I have a HP Notebook with Windows XP. It won't boot up
because File name root>system32\hal.dll is missing or
damaged. I don't want to use the recovery disks because of
data lost and some cad files. Can someone e-mail this
file ? This is the second time it has happen.




Michael Solomon \(MS-MVP Windows Shell/User\)

That, most likely won't solve the problem. The problem is sometimes caused
by an invalid entry in the boot.ini file, often caused by the user making
changes to partitions, possibly with incompatible software or software
versions of partitioning utilities or making changes that corrupt the
boot.ini file. Hence, even if you got the Hal.dll and copied it to the
proper location, you would still have the problem.

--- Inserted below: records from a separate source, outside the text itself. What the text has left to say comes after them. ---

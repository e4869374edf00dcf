use crate::api::bakeries::handlers::{get_bakery_handler, list_bakeries_handler, update_bakery_handler};
use crate::api::models::AppState;
use axum::{routing::get, Router};

pub fn routes() -> Router<AppState> {
    Router::new()
        .route("/bakeries", get(list_bakeries_handler))
        .route(
            "/bakeries/{id}",
            get(get_bakery_handler).patch(update_bakery_handler),
        )
}
use super::entities::prelude::*;
use super::entities::{baked_good, bakery};
use sea_orm::*;

/// A bakery together with the goods it sells.
pub type BakeryWithGoods = (bakery::Model, Vec<baked_good::Model>);

/// A baked good together with its owning bakery.
///
/// The bakery is an `Option` only because the ORM joins with a left join; the
/// foreign key guarantees it is present for every stored row.
pub type BakedGoodWithBakery = (baked_good::Model, Option<bakery::Model>);

pub struct Query;

impl Query {
    pub async fn list_bakeries(db: &DbConn) -> Result<Vec<BakeryWithGoods>, DbErr> {
        Bakery::find()
            .find_with_related(BakedGood)
            .order_by_asc(bakery::Column::Id)
            .order_by_asc(baked_good::Column::Id)
            .all(db)
            .await
    }

    pub async fn find_bakery(db: &DbConn, id: i32) -> Result<Option<BakeryWithGoods>, DbErr> {
        let Some(bakery) = Bakery::find_by_id(id).one(db).await? else {
            return Ok(None);
        };

        let goods = bakery
            .find_related(BakedGood)
            .order_by_asc(baked_good::Column::Id)
            .all(db)
            .await?;

        Ok(Some((bakery, goods)))
    }

    /// Every baked good, most expensive first. Ties keep insertion order.
    pub async fn baked_goods_by_price(db: &DbConn) -> Result<Vec<BakedGoodWithBakery>, DbErr> {
        BakedGood::find()
            .find_also_related(Bakery)
            .order_by_desc(baked_good::Column::Price)
            .order_by_asc(baked_good::Column::Id)
            .all(db)
            .await
    }

    pub async fn most_expensive_baked_good(
        db: &DbConn,
    ) -> Result<Option<BakedGoodWithBakery>, DbErr> {
        BakedGood::find()
            .find_also_related(Bakery)
            .order_by_desc(baked_good::Column::Price)
            .order_by_asc(baked_good::Column::Id)
            .one(db)
            .await
    }

    pub async fn count_bakeries(db: &DbConn) -> Result<u64, DbErr> {
        Bakery::find().count(db).await
    }

    pub async fn count_baked_goods(db: &DbConn) -> Result<u64, DbErr> {
        BakedGood::find().count(db).await
    }
}
pub mod baked_good;
pub mod bakery;

pub mod prelude {
    pub use super::baked_good::Entity as BakedGood;
    pub use super::bakery::Entity as Bakery;
}
use crate::api::json::PrettyJson;
use crate::api::models::*;
use crate::storage::{BakeryChanges, Mutation, Query};
use axum::{
    extract::{
        rejection::{FormRejection, PathRejection},
        Path, State,
    },
    Form,
};
use tracing::info;

pub async fn list_bakeries_handler(
    State(state): State<AppState>,
) -> Result<PrettyJson<Vec<BakeryResponse>>, AppError> {
    let bakeries = Query::list_bakeries(&state.db).await?;

    Ok(PrettyJson(bakeries.into_iter().map(BakeryResponse::from).collect()))
}

pub async fn get_bakery_handler(
    State(state): State<AppState>,
    path: Result<Path<i32>, PathRejection>,
) -> Result<PrettyJson<BakeryResponse>, AppError> {
    let Path(id) = path.map_err(|e| AppError::BadRequest(e.body_text()))?;

    let bakery = Query::find_bakery(&state.db, id)
        .await?
        .ok_or_else(|| AppError::NotFound("Bakery not found.".to_string()))?;

    Ok(PrettyJson(bakery.into()))
}

pub async fn update_bakery_handler(
    State(state): State<AppState>,
    path: Result<Path<i32>, PathRejection>,
    form: Result<Form<UpdateBakeryForm>, FormRejection>,
) -> Result<PrettyJson<BakeryResponse>, AppError> {
    let Path(id) = path.map_err(|e| AppError::BadRequest(e.body_text()))?;
    let Form(request) = form.map_err(|e| AppError::BadRequest(e.body_text()))?;

    // Validate
    request.validate().map_err(AppError::BadRequest)?;

    let changes = BakeryChanges { name: request.name };

    Mutation::update_bakery(&state.db, id, changes)
        .await?
        .ok_or_else(|| AppError::NotFound("Bakery not found.".to_string()))?;

    info!(bakery_id = id, "Bakery updated");

    let bakery = Query::find_bakery(&state.db, id)
        .await?
        .ok_or_else(|| AppError::NotFound("Bakery not found.".to_string()))?;

    Ok(PrettyJson(bakery.into()))
}
pub mod handlers;
mod routes;

pub use routes::routes;
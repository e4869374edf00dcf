use bakery_api::api::{self, AppState};
use bakery_api::config::AppConfig;
use bakery_api::storage;
use tracing::info;
use tracing_subscriber::{EnvFilter, FmtSubscriber};

#[tokio::main]
async fn main() -> anyhow::Result<()> {
    // Initialize logging
    let subscriber = FmtSubscriber::builder()
        .with_env_filter(EnvFilter::try_from_default_env().unwrap_or_else(|_| EnvFilter::new("info")))
        .with_target(false)
        .with_thread_ids(false)
        .compact()
        .finish();

    tracing::subscriber::set_global_default(subscriber)?;

    info!("🚀 Starting Bakery API Server");

    // Load configuration
    let config = AppConfig::load()?;
    info!("📋 Configuration loaded");
    info!("   - Database: {}", config.database.url);
    info!("   - Server: {}:{}", config.server.host, config.server.port);

    // Open database and bring the schema up to date
    info!("💾 Connecting to database...");
    let db = storage::connect(&config.database.url).await?;
    storage::migrate(&db).await?;

    if config.database.seed {
        info!("🌱 Seeding database...");
        storage::seed::seed(&db).await?;
    }
    info!("✅ Database ready");

    let state = AppState { db: db.clone() };
    let app = api::router(state);

    // Start server
    let addr = config.bind_address();
    let listener = tokio::net::TcpListener::bind(&addr).await?;

    info!("🌐 Server listening on http://{}", addr);
    info!("");
    info!("📡 Available endpoints:");
    info!("   GET    /                           - Banner");
    info!("   GET    /health                     - Health check");
    info!("   GET    /bakeries                   - List bakeries");
    info!("   GET    /bakeries/{{id}}              - Get bakery");
    info!("   PATCH  /bakeries/{{id}}              - Update bakery");
    info!("   GET    /baked_goods/by_price       - Baked goods by price");
    info!("   GET    /baked_goods/most_expensive - Most expensive baked good");
    info!("   POST   /baked_goods                - Create baked good");
    info!("   DELETE /baked_goods/{{id}}           - Delete baked good");
    info!("");
    info!("✨ Server is ready to accept requests!");

    axum::serve(listener, app)
        .with_graceful_shutdown(shutdown_signal())
        .await?;

    info!("💾 Closing database connections...");
    db.close().await?;

    info!("👋 Server shutting down gracefully");

    Ok(())
}

/// Graceful shutdown handler
async fn shutdown_signal() {
    use tokio::signal;

    let ctrl_c = async {
        if let Err(e) = signal::ctrl_c().await {
            tracing::error!("Failed to install Ctrl+C handler: {}", e);
            std::future::pending::<()>().await;
        }
    };

    #[cfg(unix)]
    let terminate = async {
        match signal::unix::signal(signal::unix::SignalKind::terminate()) {
            Ok(mut sig) => {
                sig.recv().await;
            }
            Err(e) => {
                tracing::error!("Failed to install signal handler: {}", e);
                std::future::pending::<()>().await;
            }
        }
    };

    #[cfg(not(unix))]
    let terminate = std::future::pending::<()>();

    tokio::select! {
        _ = ctrl_c => {},
        _ = terminate => {},
    }

    info!("🛑 Shutdown signal received");
}
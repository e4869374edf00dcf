mod common;

use bakery_api::storage::{self, baked_good, BakeryChanges, Mutation, NewBakedGood, Query};
use chrono::Utc;
use common::{insert_baked_good, insert_bakery, setup_db};
use sea_orm::{ActiveModelTrait, Set};

#[tokio::test]
async fn migrations_are_idempotent() {
    let db = setup_db().await;
    storage::migrate(&db).await.unwrap();

    assert_eq!(Query::count_bakeries(&db).await.unwrap(), 0);
    assert_eq!(Query::count_baked_goods(&db).await.unwrap(), 0);
}

#[tokio::test]
async fn list_bakeries_groups_goods_by_owner() {
    let db = setup_db().await;
    let a = insert_bakery(&db, "Alpha").await;
    let b = insert_bakery(&db, "Beta").await;
    let empty = insert_bakery(&db, "Gamma").await;
    insert_baked_good(&db, a.id, "Bagel", 2).await;
    insert_baked_good(&db, b.id, "Baguette", 3).await;
    insert_baked_good(&db, a.id, "Bialy", 4).await;

    let bakeries = Query::list_bakeries(&db).await.unwrap();
    assert_eq!(bakeries.len(), 3);

    let (alpha, alpha_goods) = &bakeries[0];
    assert_eq!(alpha.id, a.id);
    let names: Vec<_> = alpha_goods.iter().map(|g| g.name.as_str()).collect();
    assert_eq!(names, ["Bagel", "Bialy"]);

    assert_eq!(bakeries[1].1.len(), 1);
    assert_eq!(bakeries[2].0.id, empty.id);
    assert!(bakeries[2].1.is_empty());
}

#[tokio::test]
async fn find_bakery_returns_none_for_unknown_id() {
    let db = setup_db().await;
    insert_bakery(&db, "Alpha").await;

    assert!(Query::find_bakery(&db, 42).await.unwrap().is_none());
}

#[tokio::test]
async fn baked_goods_sort_by_descending_price() {
    let db = setup_db().await;
    let bakery = insert_bakery(&db, "Alpha").await;
    insert_baked_good(&db, bakery.id, "Cheap", 1).await;
    insert_baked_good(&db, bakery.id, "Pricey", 9).await;
    insert_baked_good(&db, bakery.id, "Middling", 5).await;

    let goods = Query::baked_goods_by_price(&db).await.unwrap();
    let prices: Vec<_> = goods.iter().map(|(g, _)| g.price).collect();
    assert_eq!(prices, [9, 5, 1]);
    assert!(goods.iter().all(|(_, b)| b.as_ref() == Some(&bakery)));

    let (top, _) = Query::most_expensive_baked_good(&db).await.unwrap().unwrap();
    assert_eq!(top.name, "Pricey");
}

#[tokio::test]
async fn most_expensive_is_none_when_empty() {
    let db = setup_db().await;
    assert!(Query::most_expensive_baked_good(&db).await.unwrap().is_none());
}

#[tokio::test]
async fn create_baked_good_requires_existing_bakery() {
    let db = setup_db().await;
    let bakery = insert_bakery(&db, "Alpha").await;

    let missing = Mutation::create_baked_good(
        &db,
        NewBakedGood {
            name: "Orphan".into(),
            price: 3,
            bakery_id: bakery.id + 100,
        },
    )
    .await
    .unwrap();
    assert!(missing.is_none());

    let (created, owner) = Mutation::create_baked_good(
        &db,
        NewBakedGood {
            name: "Croissant".into(),
            price: 3,
            bakery_id: bakery.id,
        },
    )
    .await
    .unwrap()
    .unwrap();

    assert_eq!(created.bakery_id, bakery.id);
    assert_eq!(owner, bakery);
    assert_eq!(Query::count_baked_goods(&db).await.unwrap(), 1);
}

#[tokio::test]
async fn schema_rejects_baked_good_for_unknown_bakery() {
    let db = setup_db().await;
    let bakery = insert_bakery(&db, "Alpha").await;

    let now = Utc::now();
    let orphan = baked_good::ActiveModel {
        name: Set("Orphan".to_owned()),
        price: Set(3),
        bakery_id: Set(bakery.id + 100),
        created_at: Set(now),
        updated_at: Set(now),
        ..Default::default()
    }
    .insert(&db)
    .await;

    assert!(orphan.is_err());
    assert_eq!(Query::count_baked_goods(&db).await.unwrap(), 0);
}

#[tokio::test]
async fn update_bakery_touches_only_allowed_fields() {
    let db = setup_db().await;
    let bakery = insert_bakery(&db, "Alpha").await;

    let updated = Mutation::update_bakery(
        &db,
        bakery.id,
        BakeryChanges {
            name: Some("Omega".into()),
        },
    )
    .await
    .unwrap()
    .unwrap();

    assert_eq!(updated.id, bakery.id);
    assert_eq!(updated.name, "Omega");
    assert_eq!(updated.created_at, bakery.created_at);
    assert!(updated.updated_at >= bakery.updated_at);

    let unchanged = Mutation::update_bakery(&db, bakery.id, BakeryChanges::default())
        .await
        .unwrap()
        .unwrap();
    assert_eq!(unchanged, updated);

    assert!(
        Mutation::update_bakery(&db, 999, BakeryChanges::default())
            .await
            .unwrap()
            .is_none()
    );
}

#[tokio::test]
async fn delete_baked_good_reports_whether_a_row_was_removed() {
    let db = setup_db().await;
    let bakery = insert_bakery(&db, "Alpha").await;
    let good = insert_baked_good(&db, bakery.id, "Scone", 2).await;

    assert!(Mutation::delete_baked_good(&db, good.id).await.unwrap());
    assert!(!Mutation::delete_baked_good(&db, good.id).await.unwrap());
    assert_eq!(Query::count_baked_goods(&db).await.unwrap(), 0);
}

#[tokio::test]
async fn seed_replaces_existing_rows() {
    let db = setup_db().await;
    insert_bakery(&db, "Leftover").await;

    storage::seed::seed(&db).await.unwrap();
    storage::seed::seed(&db).await.unwrap();

    let bakeries = Query::list_bakeries(&db).await.unwrap();
    assert_eq!(bakeries.len(), 3);
    assert!(bakeries.iter().all(|(b, goods)| b.name != "Leftover" && !goods.is_empty()));
    assert_eq!(Query::count_baked_goods(&db).await.unwrap(), 6);
}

HAL is Microsoft's abbreviation for the Hardware Abstraction Layer, the
technology and drivers that let the Windows NT, 2000, and XP operating
systems communicate with your PC's hardware. HAL is one of several
features--along with the NT file system (NTFS) that replaced the much less
secure MS-DOS--that make NT-based operating systems more secure and reliable
than Windows 95, 98, and Me.
HAL prevents applications from directly accessing your PC's system memory,
CPU, or hardware devices (such as video and sound cards)--a method that can
prevent many device conflicts and crashes. Unfortunately, HAL sometimes also
slows or stops DOS games and programs, which need to load their own memory
managers or control hardware directly for better performance.

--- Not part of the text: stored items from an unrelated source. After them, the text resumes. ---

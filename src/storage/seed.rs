use super::entities::prelude::*;
use super::entities::{baked_good, bakery};
use chrono::Utc;
use sea_orm::*;
use tracing::info;

const BAKERIES: &[&str] = &["Delightful donuts", "Incredible crullers", "Crusty loaves"];

const BAKED_GOODS: &[(&str, i32, usize)] = &[
    ("Chocolate dipped donut", 4, 0),
    ("Apple-spice filled donut", 5, 0),
    ("Glazed honey cruller", 6, 1),
    ("Chocolate cruller", 7, 1),
    ("Sourdough boule", 9, 2),
    ("Rye loaf", 8, 2),
];

/// Replace every row with a small fixed dataset.
pub async fn seed(db: &DbConn) -> Result<(), DbErr> {
    let txn = db.begin().await?;

    BakedGood::delete_many().exec(&txn).await?;
    Bakery::delete_many().exec(&txn).await?;

    let now = Utc::now();
    let mut bakery_ids = Vec::with_capacity(BAKERIES.len());
    for name in BAKERIES {
        let bakery = bakery::ActiveModel {
            name: Set((*name).to_owned()),
            created_at: Set(now),
            updated_at: Set(now),
            ..Default::default()
        }
        .insert(&txn)
        .await?;
        bakery_ids.push(bakery.id);
    }

    for (name, price, owner) in BAKED_GOODS {
        baked_good::ActiveModel {
            name: Set((*name).to_owned()),
            price: Set(*price),
            bakery_id: Set(bakery_ids[*owner]),
            created_at: Set(now),
            updated_at: Set(now),
            ..Default::default()
        }
        .insert(&txn)
        .await?;
    }

    txn.commit().await?;

    info!(
        bakeries = BAKERIES.len(),
        baked_goods = BAKED_GOODS.len(),
        "Seeded database"
    );
    Ok(())
}
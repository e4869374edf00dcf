//! Schema migrations, applied at startup before the router is built.

use sea_orm_migration::prelude::*;

mod m20240101_000001_create_bakeries;
mod m20240101_000002_create_baked_goods;

pub struct Migrator;

#[async_trait::async_trait]
impl MigratorTrait for Migrator {
    fn migrations() -> Vec<Box<dyn MigrationTrait>> {
        vec![
            Box::new(m20240101_000001_create_bakeries::Migration),
            Box::new(m20240101_000002_create_baked_goods::Migration),
        ]
    }
}
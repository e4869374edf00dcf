use sea_orm::entity::prelude::*;
use serde::Serialize;

#[derive(Clone, Debug, PartialEq, Eq, DeriveEntityModel, Serialize)]
#[sea_orm(table_name = "baked_goods")]
pub struct Model {
    #[sea_orm(primary_key)]
    pub id: i32,
    pub name: String,
    pub price: i32,
    pub bakery_id: i32,
    pub created_at: DateTimeUtc,
    pub updated_at: DateTimeUtc,
}

#[derive(Copy, Clone, Debug, EnumIter, DeriveRelation)]
pub enum Relation {
    #[sea_orm(
        belongs_to = "super::bakery::Entity",
        from = "Column::BakeryId",
        to = "super::bakery::Column::Id",
        on_update = "Cascade",
        on_delete = "NoAction"
    )]
    Bakery,
}

impl Related<super::bakery::Entity> for Entity {
    fn to() -> RelationDef {
        Relation::Bakery.def()
    }
}

impl ActiveModelBehavior for ActiveModel {}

Hence, if you have applications or drivers installed on your system that are
not compatible with HAL, you will continue to have this problem as you
already have had in the past.

Without the proper tools, you cannot resolve this without using your
recovery CD. XP CDs give you access to the Recovery Console and the Repair
Install feature, both of which may be able to resolve this without loss of
data. You might be able to resolve this if you can get into Safe Mode and
fix the boot.ini file. I offer this as a last hope without using the
Recovery CD. However, if it doesn't work, your only other choice would be
to acquire an actual XP CD and frankly, that's your best choice as those
tools come in handy for fixing other problems as well. Nonetheless, boot
the system, start tapping F8, when the menu appears and select Safe Mode.
When you enter Safe Mode, go to Start, type msconfig in the run box and
press enter, go to the boot.ini tab and click "Check all boot paths," reboot
and see if that resolves the issue.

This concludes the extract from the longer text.